Natalie Gibralter loves to help. She loves to pave the way for others to grow. She loves to watch businesses develop. She loves to identify issues and provide solutions. In other words, she loves to fix other people’s problems and she’s made an incredibly impressive career out of it as Squarespace's Director of Product.
Of course, the extensive travel she did early on and her impressive degrees in philosophy, politics, and economics from Oxford didn’t hurt, either. After a stint at KIND, she started a non-profit that focused on young Israelis and cross-cultural communication, she moved to Israel to grow her company. When she returned to her native city of New York, she took on a business development role at Squarespace and eventually ended up basically creating her own position: Director of Product. She attributes her success to her passion for other cultures and interest in various perspectives, which is totally the Natalie Gibralter way: she’s great at turning the macro to micro, taking larger issues and themes and focusing them into precise, effective solutions.
With energy like that, Natalie is definitely someone we want on our side when the going gets tough.
Have you been considering using Squarespace for your own project? Well, we're giving you a special Career Contessa discount. Use the code CONTESSA to receive 10% off a Squarespace account. Yes, please.
Her Starting Point
You’re a New York-born Israeli-American who also happened to attend Oxford. Tell us a little bit about your upbringing and experiences living in the U.S. and abroad. Did having a global and multicultural perspective affect your approach to your career?
I was born and raised in NYC to Israeli parents, and I spent a lot of time in Israel and travelling abroad as a child. I grew up understanding that there is more than one valid perspective and approach to most things in life.
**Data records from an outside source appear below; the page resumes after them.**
pub mod auth;
pub mod health;

use axum::routing::{get, post, put};
use axum::Router;

use crate::handlers::{
    admin_orders, catalog, dashboard, laptops, orders, spare_parts, users, warranties,
};
use crate::state::AppState;

/// Build the public `/api` route tree consumed by the guest storefront.
///
/// ```text
/// GET    /health
/// GET    /laptops                 available laptops (?brand, ?price_min, ?price_max)
/// GET    /laptops/brands          distinct brands of available laptops
/// GET    /laptops/{id}            one laptop, any status
/// GET    /spare-parts             spare parts (?type)
/// GET    /spare-parts/{id}        one spare part
/// POST   /orders                  checkout
/// GET    /orders/lookup           by email + order_id
/// GET    /orders/{order_id}       one order
/// PATCH  /orders/{order_id}       status change (admin session)
/// ```
pub fn api_routes() -> Router<AppState> {
    Router::new()
        .merge(health::router())
        .route("/laptops", get(catalog::list_laptops))
        .route("/laptops/brands", get(catalog::list_brands))
        .route("/laptops/{id}", get(catalog::get_laptop))
        .route("/spare-parts", get(catalog::list_spare_parts))
        .route("/spare-parts/{id}", get(catalog::get_spare_part))
        .route("/orders", post(orders::place_order))
        .route("/orders/lookup", get(orders::lookup))
        .route(
            "/orders/{order_id}",
            get(orders::get_order).patch(orders::patch_status),
        )
}

/// Build the `/admin` route tree. Every route requires an admin session.
///
/// ```text
/// GET              /dashboard
/// GET, POST        /laptops                      (?status, ?brand, ?price_min, ?price_max)
/// GET, PUT, DELETE /laptops/{id}
/// GET              /laptops/{id}/warranty
/// GET, POST        /spare-parts                  (?type)
/// PUT, DELETE      /spare-parts/{id}
/// GET              /orders                       (?status)
/// GET              /orders/{order_id}
/// POST             /orders/{order_id}/status
/// GET, POST        /warranties                   (?active_only)
/// PUT, DELETE      /warranties/{id}
/// GET, POST        /users
/// ```
pub fn admin_routes() -> Router<AppState> {
    Router::new()
        .route("/dashboard", get(dashboard::get))
        .route("/laptops", get(laptops::list).post(laptops::create))
        .route(
            "/laptops/{id}",
            get(laptops::get_by_id)
                .put(laptops::update)
                .delete(laptops::delete),
        )
        .route("/laptops/{id}/warranty", get(laptops::warranty))
        .route(
            "/spare-parts",
            get(spare_parts::list).post(spare_parts::create),
        )
        .route(
            "/spare-parts/{id}",
            put(spare_parts::update).delete(spare_parts::delete),
        )
        .route("/orders", get(admin_orders::list))
        .route("/orders/{order_id}", get(admin_orders::get_by_id))
        .route("/orders/{order_id}/status", post(admin_orders::update_status))
        .route("/warranties", get(warranties::list).post(warranties::create))
        .route(
            "/warranties/{id}",
            put(warranties::update).delete(warranties::delete),
        )
        .route("/users", get(users::list).post(users::create))
}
This sparked an enduring curiosity in me to experience different cultures, languages, and ways of life and to have opportunities to challenge my assumptions and subconscious biases. I chose to do my undergraduate studies in the UK, and to live in Argentina for a while after I graduated. It’s this same curiosity that informs many of the thematic threads that I’ve chosen to focus on in my career: What are our commonly shared human behaviors that drive us toward specific choices? How can a team of colleagues—diverse in background, professional expertise, cultural touchstones—work together to develop products and systems that serve the needs and interests of an ever-growing diverse marketplace? In my current work, I believe that my global and multicultural perspective helps me look at problems from multiple angles and always question whether there is an alternative approach to a solution.
At Oxford, you studied philosophy, politics, and economics. How did your studies contribute and lead to the work you do today? Is there anything you wish you’d studied or learned in school that you didn’t?
The academic areas I studied at Oxford helped shape the cultural and historical frameworks that inform the way I engage with the world. I had studied a lot of Middle Eastern politics and wrote a thesis on a particular aspect of the Israeli-Palestinian conflict, which later helped me found an NGO to bridge the divide between young Israelis and youth of other nationalities. Through my work, I met many entrepreneurs, international philanthropists, and inspiring change agents that furthered my interest in work that can have social impact.
Looking back, I sometimes wonder how my path would have been different had a followed my high school interest in Physics, and I often think I might want to further study behavioral science. However, I think the key thing one learns at university are the skills to learn about any new subject—gaining the tools to research effectively, explore different points of view, ask questions, etc. It is those skills that have most contributed to the work I do today.
Tell us about your first job after graduation. What did you learn there that you couldn’t have learned in school or anywhere else?
My first full-time job was at KIND. We were only around 10 people or so when I joined, and we grew rapidly, so I got to wear many hats. The reason I was brought on was to revamp the social mission. At the time when I joined, KIND donated 5 percent of its profits to peace in the Middle East and they wanted to change their mission to one of fostering kindness. I spent most of my time developing a social and tech platform to further the social mission and brand. It was there that I got my first exposure to product management (even though I wouldn’t have known to call it that then). I also started the company’s field marketing program, hiring a team of 14 brand ambassadors around the US to do demos of the product at stores and promote our brand by doing kind acts. When I was first asked to do this, I was 21 and felt totally unqualified to hire and manage a national team. My father reminded me that the CEO wasn’t under any illusions about my qualifications, and if he was willing to give me the chance, I should take it. I learned so much so quickly from that experience—things I could neither have learned in school, nor by observing someone else. That job encouraged me to take risks and helped me not be afraid to fail.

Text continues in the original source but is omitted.